Pour aider à mieux faire face à ces enjeux préoccupants, l’Office national de l'eau et des milieux aquatiques (Onema) et Irstea e sont associés pour créer en 2008 un groupe de travail national sur les « Invasions biologiques en milieu aquatique » (IBMA). Son objectif est de proposer des stratégies d’action pour la gestion des invasions biologiques dans les écosystèmes aquatiques, ainsi que des outils opérationnels à destination des gestionnaires et des décideurs. Le groupe a aussi pour mission de définir des enjeux scientifiques à plus long terme et de contribuer à une expertise nationale, voire internationale, dans le domaine.
Le groupe IBMA joue également le rôle de soutien technique auprès du ministère en charge de l’écologie, dans le cadre de la mise en place de la stratégie nationale. Résolument tourné vers l’opérationnel, le groupe est constitué d’experts d'Irstea et de l’Onema et associe aussi bien des gestionnaires (agences de l’eau, parcs régionaux…), des services de l’État (Direction de l’eau et de la biodiversité du MEEDDTL, DREAL) et des compétences d’expertise scientifique de nombreux établissements de recherche (CNRS, INRA, MNHN, universités). Un séminaire a été organisé en octobre 2010 pour présenter les réflexions et les travaux du groupe IBMA. Ce séminaire a été un moment privilégié d’échange entre les différents acteurs concernés par les espèces invasives en y apportant des éléments scientifiques, techniques, mais aussi socio-économiques.

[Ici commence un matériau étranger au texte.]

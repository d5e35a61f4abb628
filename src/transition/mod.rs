pub(crate) mod add;
pub(crate) mod base;
pub(crate) mod builder;
pub(crate) mod remove;
pub(crate) mod replace;

#[cfg(test)]
#[path = "../../tests/unit/transition/base.rs"]
mod tests;
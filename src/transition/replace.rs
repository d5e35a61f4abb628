use crate::animation::spec::AnimationType;
use crate::backend::view::ViewBackend;
use crate::foundation::error::{LayersError, LayersResult};
use crate::stack::layer_stack::LayerStack;
use crate::transition::base::Transition;

pub(super) fn on_transition(
    t: &mut Transition,
    stack: &mut LayerStack,
    backend: &mut dyn ViewBackend,
) -> LayersResult<()> {
    let len = stack.len();
    let inserted = t.index.map_or(len, |i| i + 1);
    if inserted > len {
        return Err(LayersError::out_of_bounds(inserted - 1, len));
    }
    let replaced = inserted.checked_sub(1);
    t.replaced = replaced.map(|r| stack.entries[r].id);

    let mut entry = t
        .entry
        .take()
        .ok_or_else(|| LayersError::consistency("replace transition has no entry"))?;
    entry.in_transition = true;
    stack.add_entry(backend, entry, Some(inserted))?;

    t.lowest_visible = stack.lowest_visible();
    if let Some(r) = replaced {
        stack.entries[r].valid = false;
    }
    let Some(lowest) = t.lowest_visible else {
        return Ok(());
    };
    if inserted < lowest {
        return Ok(());
    }
    stack.set_transition_state(lowest);
    t.animated = true;
    let first = replaced.map_or(lowest, |r| r.max(lowest));
    for i in first..=inserted {
        let kind = if i == inserted {
            AnimationType::UpperIn
        } else {
            AnimationType::LowerOut
        };
        t.animate_layer(stack, &*backend, i, kind)?;
    }
    Ok(())
}

pub(super) fn on_after_transition(
    t: &mut Transition,
    stack: &mut LayerStack,
    backend: &mut dyn ViewBackend,
) -> LayersResult<()> {
    if t.animated
        && let Some(lowest) = t.lowest_visible
    {
        stack.reset_transition_state(lowest);
    }
    if let Some(i) = stack.position(t.target) {
        stack.entries[i].in_transition = false;
    }
    match t.replaced.and_then(|id| stack.position(id)) {
        Some(index) => {
            stack.remove_layer_at(backend, index)?;
        }
        None => stack.ensure_views(backend)?,
    }
    Ok(())
}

Ce numéro de la revue Sciences Eaux & Territoires, la revue d'appui et de transfert d'Irstea, est le fruit de ces échanges. Il propose de retracer les différentes discussions autour des enjeux des espèces invasives abordées lors de ce séminaire. Ainsi la revue incarne le support idoine pour porter à la connaissance des professionnels de terrain :
- les bases scientifiques et technologiques utiles pour comprendre les ressorts des proliférations,
- des retours d'expérience mettant en œuvre des méthodes d'évaluation et de lutte,
- des éléments de compréhension et de mise en contexte du point de vue politique, réglementaire et sociologique des invasions biologiques.
Ce numéro participera assurément à la construction d'outils et de mesures de gestion utiles et efficaces.
Nous vous souhaitons une bonne lecture.